* **Assigned task**
Give every entry again, exactly.

* **Given entries**

Start of Block

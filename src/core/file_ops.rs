//! Single-file operations used by the bulk tasks.

use anyhow::{bail, Context, Result};
use std::fs;
use std::io;
use std::path::{Path, PathBuf};

/// Moves `from` to `to`, falling back to copy + remove when a plain rename
/// crosses filesystems. Refuses to overwrite an existing target.
pub fn move_file(from: &Path, to: &Path) -> Result<PathBuf> {
    if to.exists() {
        bail!("target already exists: {}", to.display());
    }
    match fs::rename(from, to) {
        Ok(()) => Ok(to.to_path_buf()),
        Err(e) if is_cross_device(&e) => {
            tracing::debug!("Cross-device move, copying {:?} -> {:?}", from, to);
            fs::copy(from, to)
                .with_context(|| format!("copying {} to {}", from.display(), to.display()))?;
            if let Err(e) = fs::remove_file(from) {
                // Leave the source untouched rather than keep two copies.
                let _ = fs::remove_file(to);
                return Err(e).with_context(|| format!("removing {}", from.display()));
            }
            Ok(to.to_path_buf())
        }
        Err(e) => Err(e).with_context(|| format!("moving {} to {}", from.display(), to.display())),
    }
}

fn is_cross_device(error: &io::Error) -> bool {
    #[cfg(unix)]
    {
        // EXDEV
        error.raw_os_error() == Some(18)
    }
    #[cfg(windows)]
    {
        // ERROR_NOT_SAME_DEVICE
        error.raw_os_error() == Some(17)
    }
    #[cfg(not(any(unix, windows)))]
    {
        let _ = error;
        false
    }
}

/// Deletes a file unless it is marked read-only and `force` is off.
pub fn delete_file(path: &Path, force: bool) -> Result<()> {
    let metadata =
        fs::symlink_metadata(path).with_context(|| format!("reading {}", path.display()))?;
    ensure_deletable(path, &metadata, force)?;
    fs::remove_file(path).with_context(|| format!("deleting {}", path.display()))
}

/// Returns an error when `path` is read-only and `force` is off.
pub fn ensure_deletable(path: &Path, metadata: &fs::Metadata, force: bool) -> Result<()> {
    if !force && metadata.permissions().readonly() {
        return Err(io::Error::new(
            io::ErrorKind::PermissionDenied,
            format!("{} is read-only", path.display()),
        )
        .into());
    }
    Ok(())
}

/// Marks a file read-only or writable.
pub fn set_readonly(path: &Path, readonly: bool) -> io::Result<()> {
    let mut permissions = fs::metadata(path)?.permissions();
    #[allow(clippy::permissions_set_readonly_false)]
    permissions.set_readonly(readonly);
    fs::set_permissions(path, permissions)
}

#[cfg(test)]
mod tests {
    use super::*;
    use tempfile::tempdir;

    #[test]
    fn test_move_file_refuses_existing_target() {
        let dir = tempdir().unwrap();
        let a = dir.path().join("a.zip");
        let b = dir.path().join("b.zip");
        fs::write(&a, "a").unwrap();
        fs::write(&b, "b").unwrap();

        assert!(move_file(&a, &b).is_err());
        assert_eq!(fs::read_to_string(&b).unwrap(), "b");
        assert!(a.exists());
    }

    #[test]
    fn test_move_file_moves() {
        let dir = tempdir().unwrap();
        let a = dir.path().join("a.zip");
        let b = dir.path().join("b.zip");
        fs::write(&a, "a").unwrap();

        assert_eq!(move_file(&a, &b).unwrap(), b);
        assert!(!a.exists());
        assert_eq!(fs::read_to_string(&b).unwrap(), "a");
    }

    #[test]
    fn test_delete_refuses_read_only_without_force() {
        let dir = tempdir().unwrap();
        let a = dir.path().join("a.zip");
        fs::write(&a, "a").unwrap();
        set_readonly(&a, true).unwrap();

        let err = delete_file(&a, false).unwrap_err();
        let io_err = err.downcast_ref::<io::Error>().unwrap();
        assert_eq!(io_err.kind(), io::ErrorKind::PermissionDenied);
        assert!(a.exists());

        delete_file(&a, true).unwrap();
        assert!(!a.exists());
    }
}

End of Block

* **Task response**
filename src/core/file_ops.rs
//! Single-file operations used by the bulk tasks.

use anyhow::{bail, Context, Result};
use std::fs;
use std::io;
use std::path::{Path, PathBuf};

/// Moves `from` to `to`, falling back to copy + remove when a plain rename
/// crosses filesystems. Refuses to overwrite an existing target.
pub fn move_file(from: &Path, to: &Path) -> Result<PathBuf> {
    if to.exists() {
        bail!("target already exists: {}", to.display());
    }
    match fs::rename(from, to) {
        Ok(()) => Ok(to.to_path_buf()),
        Err(e) if is_cross_device(&e) => {
            tracing::debug!("Cross-device move, copying {:?} -> {:?}", from, to);
            fs::copy(from, to)
                .with_context(|| format!("copying {} to {}", from.display(), to.display()))?;
            if let Err(e) = fs::remove_file(from) {
                // Leave the source untouched rather than keep two copies.
                let _ = fs::remove_file(to);
                return Err(e).with_context(|| format!("removing {}", from.display()));
            }
            Ok(to.to_path_buf())
        }
        Err(e) => Err(e).with_context(|| format!("moving {} to {}", from.display(), to.display())),
    }
}

fn is_cross_device(error: &io::Error) -> bool {
    #[cfg(unix)]
    {
        // EXDEV
        error.raw_os_error() == Some(18)
    }
    #[cfg(windows)]
    {
        // ERROR_NOT_SAME_DEVICE
        error.raw_os_error() == Some(17)
    }
    #[cfg(not(any(unix, windows)))]
    {
        let _ = error;
        false
    }
}

/// Deletes a file unless it is marked read-only and `force` is off.
pub fn delete_file(path: &Path, force: bool) -> Result<()> {
    let metadata =
        fs::symlink_metadata(path).with_context(|| format!("reading {}", path.display()))?;
    ensure_deletable(path, &metadata, force)?;
    fs::remove_file(path).with_context(|| format!("deleting {}", path.display()))
}

/// Returns an error when `path` is read-only and `force` is off.
pub fn ensure_deletable(path: &Path, metadata: &fs::Metadata, force: bool) -> Result<()> {
    if !force && metadata.permissions().readonly() {
        return Err(io::Error::new(
            io::ErrorKind::PermissionDenied,
            format!("{} is read-only", path.display()),
        )
        .into());
    }
    Ok(())
}

/// Marks a file read-only or writable.
pub fn set_readonly(path: &Path, readonly: bool) -> io::Result<()> {
    let mut permissions = fs::metadata(path)?.permissions();
    #[allow(clippy::permissions_set_readonly_false)]
    permissions.set_readonly(readonly);
    fs::set_permissions(path, permissions)
}

#[cfg(test)]
mod tests {
    use super::*;
    use tempfile::tempdir;

    #[test]
    fn test_move_file_refuses_existing_target() {
        let dir = tempdir().unwrap();
        let a = dir.path().join("a.zip");
        let b = dir.path().join("b.zip");
        fs::write(&a, "a").unwrap();
        fs::write(&b, "b").unwrap();

        assert!(move_file(&a, &b).is_err());
        assert_eq!(fs::read_to_string(&b).unwrap(), "b");
        assert!(a.exists());
    }

    #[test]
    fn test_move_file_moves() {
        let dir = tempdir().unwrap();
        let a = dir.path().join("a.zip");
        let b = dir.path().join("b.zip");
        fs::write(&a, "a").unwrap();

        assert_eq!(move_file(&a, &b).unwrap(), b);
        assert!(!a.exists());
        assert_eq!(fs::read_to_string(&b).unwrap(), "a");
    }

    #[test]
    fn test_delete_refuses_read_only_without_force() {
        let dir = tempdir().unwrap();
        let a = dir.path().join("a.zip");
        fs::write(&a, "a").unwrap();
        set_readonly(&a, true).unwrap();

        let err = delete_file(&a, false).unwrap_err();
        let io_err = err.downcast_ref::<io::Error>().unwrap();
        assert_eq!(io_err.kind(), io::ErrorKind::PermissionDenied);
        assert!(a.exists());

        delete_file(&a, true).unwrap();
        assert!(!a.exists());
    }
}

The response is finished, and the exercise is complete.